Потому что… Представляете, человек только что вышел из тюрьмы. Захочет он читать о тюрьме? Он побежит смотреть жизнь, которой не знает. И это случилось: люди бросились пробовать новую еду, новую одежду, ездить по миру, купить хотя бы старенькую машину. Они выскочили из этой советской аскезы и хотели всё попробовать.
Да, мы повторяли эту мантру «свобода, свобода», кричали, бегали по площадям, но никто из нас понятия не имел, что это такое. Были у меня друзья, проповедники свободы, но не платить налоги государству они считали совершенно нормальным. Не было понимания, что свободу надо делать, что свободу надо знать, что нужно думать об этом. Интеллигенция растерялась оттого, что действительно не знала, что делать. Единственной организованной частью общества оказались бандиты, которые стали делать деньги, а потом делить этот русский пирог, эту огромную страну, эту трубу нефтяную.

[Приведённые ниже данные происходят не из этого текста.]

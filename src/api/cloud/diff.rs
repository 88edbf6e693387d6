//
//  bitbucket-client
//  api/cloud/diff.rs
//
//  Created by Ngonidzashe Mangudya on 2026/01/12.
//  Copyright (c) 2025 IAMNGONI. All rights reserved.
//

//! Diffs and patches between revisions.
//!
//! `spec` is a single commit hash or a `from..to` range. Responses are
//! plain text, so these calls use the raw executor and return a `String`.
//! An error envelope in place of the text yields [`ApiError::Service`].

use reqwest::Method;

use crate::api::common::{check_raw_envelope, ApiError};
use crate::Client;

#[derive(Debug, Clone, Default)]
pub struct DiffOptions {
    pub owner: String,
    pub repo_slug: String,
    pub spec: String,
}

impl DiffOptions {
    pub fn new(
        owner: impl Into<String>,
        repo_slug: impl Into<String>,
        spec: impl Into<String>,
    ) -> Self {
        Self {
            owner: owner.into(),
            repo_slug: repo_slug.into(),
            spec: spec.into(),
        }
    }
}

/// Diff endpoints.
#[derive(Debug, Clone, Copy)]
pub struct DiffApi<'a> {
    client: &'a Client,
}

impl<'a> DiffApi<'a> {
    pub(crate) fn new(client: &'a Client) -> Self {
        Self { client }
    }

    /// Unified diff for `opts.spec`.
    pub async fn diff(&self, opts: &DiffOptions) -> Result<String, ApiError> {
        self.text(opts, "/repositories/%s/%s/diff/%s").await
    }

    /// Patch series for `opts.spec`.
    pub async fn patch(&self, opts: &DiffOptions) -> Result<String, ApiError> {
        self.text(opts, "/repositories/%s/%s/patch/%s").await
    }

    async fn text(&self, opts: &DiffOptions, template: &str) -> Result<String, ApiError> {
        let url = self
            .client
            .request_url(template, &[&opts.owner, &opts.repo_slug, &opts.spec]);
        let bytes = check_raw_envelope(self.client.execute_raw(Method::GET, &url, None).await?)?;
        Ok(String::from_utf8_lossy(&bytes).into_owned())
    }
}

Не может человек, который всю жизнь пробыл в лагере, выйти за ворота и тут же стать свободным. К сожалению, мы это поздно поняли, уже потерпев поражение. А когда нам история даст еще такой шанс? Трудно представить.

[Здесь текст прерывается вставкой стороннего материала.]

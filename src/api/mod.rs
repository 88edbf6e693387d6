//
//  bitbucket-client
//  api/mod.rs
//
//  Created by Ngonidzashe Mangudya on 2026/01/12.
//  Copyright (c) 2025 IAMNGONI. All rights reserved.
//

//! # API Client Layer
//!
//! HTTP plumbing for the Bitbucket Cloud REST API v2.0.
//!
//! ## Architecture
//!
//! - [`client`]: The [`Client`], URL building and the request executor
//! - [`cloud`]: Resource façades (repositories, pull requests, teams, ...)
//! - [`common`]: [`ApiError`], error envelope detection, decoding, pagination
//!
//! ## Usage
//!
//! ```rust,no_run
//! use bitbucket_client::api::Client;
//! use bitbucket_client::auth::Credentials;
//!
//! # async fn example() -> Result<(), bitbucket_client::ApiError> {
//! let client = Client::new(Credentials::oauth("client-id", "secret"))?
//!     .authenticate()
//!     .await?;
//! let me = client.user().profile().await?;
//! println!("{}", me["display_name"]);
//! # Ok(())
//! # }
//! ```
//!
//! ## Error Handling
//!
//! The service reports failures in the body as `{"type": "error", ...}`.
//! Such bodies become [`ApiError::Service`]; HTTP status codes are not
//! interpreted.

/// The client and its request executor.
pub mod client;

/// Bitbucket Cloud resource façades.
pub mod cloud;

/// Error type, envelope detection and decoding helpers.
pub mod common;

pub use client::Client;
pub use common::{ApiError, PaginatedResponse};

— Вы однажды сказали, что «лагерь развращает и палача, и жертву». Не могли бы вы это разъяснить?
Что такое наша история? Это, в общем-то, постоянная гражданская война, или с оружием, или словесная, духовная, — с самого начала, даже со страшных сталинских времен. Ведь чтобы несколько миллионов человек сидели в лагере, надо хотя бы миллион доносчиков, потом миллион охранников. Очень много маленьких палачей. Представляете, сколько за это время людей было пропущено через этот молох? И они возвращались, они часто знали, кто на них донес, но они продолжали иногда даже сидеть (если кому удавалось выжить и вернуться), в тех же кабинетах, вместе ходить на коммунистические праздники. Палачи исчезли, остались только жертвы. Но эта ползучая философия людей, которые участвовали во всем этом, задела каждого. Я часто разговаривала с людьми, пытаясь понять, что такое «маленький палач», главное лицо истории. Это обыкновенный человек, который говорит: «Ну, работа такая, время такое было». Он находит себе миллион оправданий. И мы жили в этом перевернутом мире, где перепутано добро и зло.

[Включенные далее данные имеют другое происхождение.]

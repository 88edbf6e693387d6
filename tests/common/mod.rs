//
//  bitbucket-client
//  tests/common/mod.rs
//
//  Created by Ngonidzashe Mangudya on 2026/01/12.
//  Copyright (c) 2025 IAMNGONI. All rights reserved.
//

//! Shared helpers for the integration tests.

#![allow(dead_code)]

use base64::Engine;
use bitbucket_client::{Client, Credentials};
use tracing_subscriber::EnvFilter;

pub const USERNAME: &str = "jdoe";
pub const PASSWORD: &str = "app-password";

/// Routes `tracing` output to the test harness. Safe to call from every test.
pub fn init_tracing() {
    let _ = tracing_subscriber::fmt()
        .with_env_filter(EnvFilter::from_default_env())
        .with_test_writer()
        .try_init();
}

/// A Basic-auth client pointed at a mock server.
pub fn basic_client(base_url: &str) -> Client {
    init_tracing();
    Client::new(Credentials::basic(USERNAME, PASSWORD))
        .expect("client")
        .with_base_url(base_url)
}

/// The `Authorization` header value expected for [`basic_client`].
pub fn basic_header() -> String {
    let encoded =
        base64::engine::general_purpose::STANDARD.encode(format!("{}:{}", USERNAME, PASSWORD));
    format!("Basic {}", encoded)
}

— Перед началом интервью мы говорили с вами о том, что в России был музей ГУЛАГа, под Пермью — городом в на Урале. Музей был взят под контроль правительства, и, судя по большому количеству свидетельств, сейчас это музей воспевания ГУЛАГа. Я обещала рассказать, что мне удалось обнаружить во время последней поездки туда. На самом деле, это не музей, который воспевает ГУЛАГ, это много необычнее. В этом музее все перемешано, каждая вещь — моральный эквивалент всего остального. Когда начинается экскурсия, экскурсовод указывает на портрет диссидента, который там сидел, и говорит: «Это очень важное место, потому что здесь сидел очень важный человек», говорит это с несомненной гордостью. И когда вы говорили, что перепутались добро и зло, вы говорили и об отсутствии химически чистого зла в мире. Расскажите о смеси, в которую превращаются добро и зло, особенно когда мы говорим о советском прошлом, воспоминаниях об этом прошлом?
В книге «Время секонд хэнд» есть очень метафорическая история на эту тему: человек рассказывал, как мальчиком был влюблен в тетю Олю. Я рассказывала об этом. Понимаете, человек от всего защищен своей собственной историей. Зло — это не Сталин и Берия, как бы нам ни хотелось отодвинуть, делегировать зло каким-то наверху сидящим людям. Зло — это и красивая тетя Оля. Опасность не различить зло и добро все время присутствует в нашей жизни, всегда.
И даже сегодня. Нечего демонизировать Путина. Я много езжу и вижу бесконечные карикатуры, где он похож на Гитлера и на кого-то еще там. Но речь идет о коллективном Путине, о Путине, который в каждом человеке. В каждом русском человеке, который обманут сегодня, обворован. Это то, что Ханна Арендт называла «смутными временами», когда каждый живущий затронут эпидемией зла. Это сейчас происходит в России.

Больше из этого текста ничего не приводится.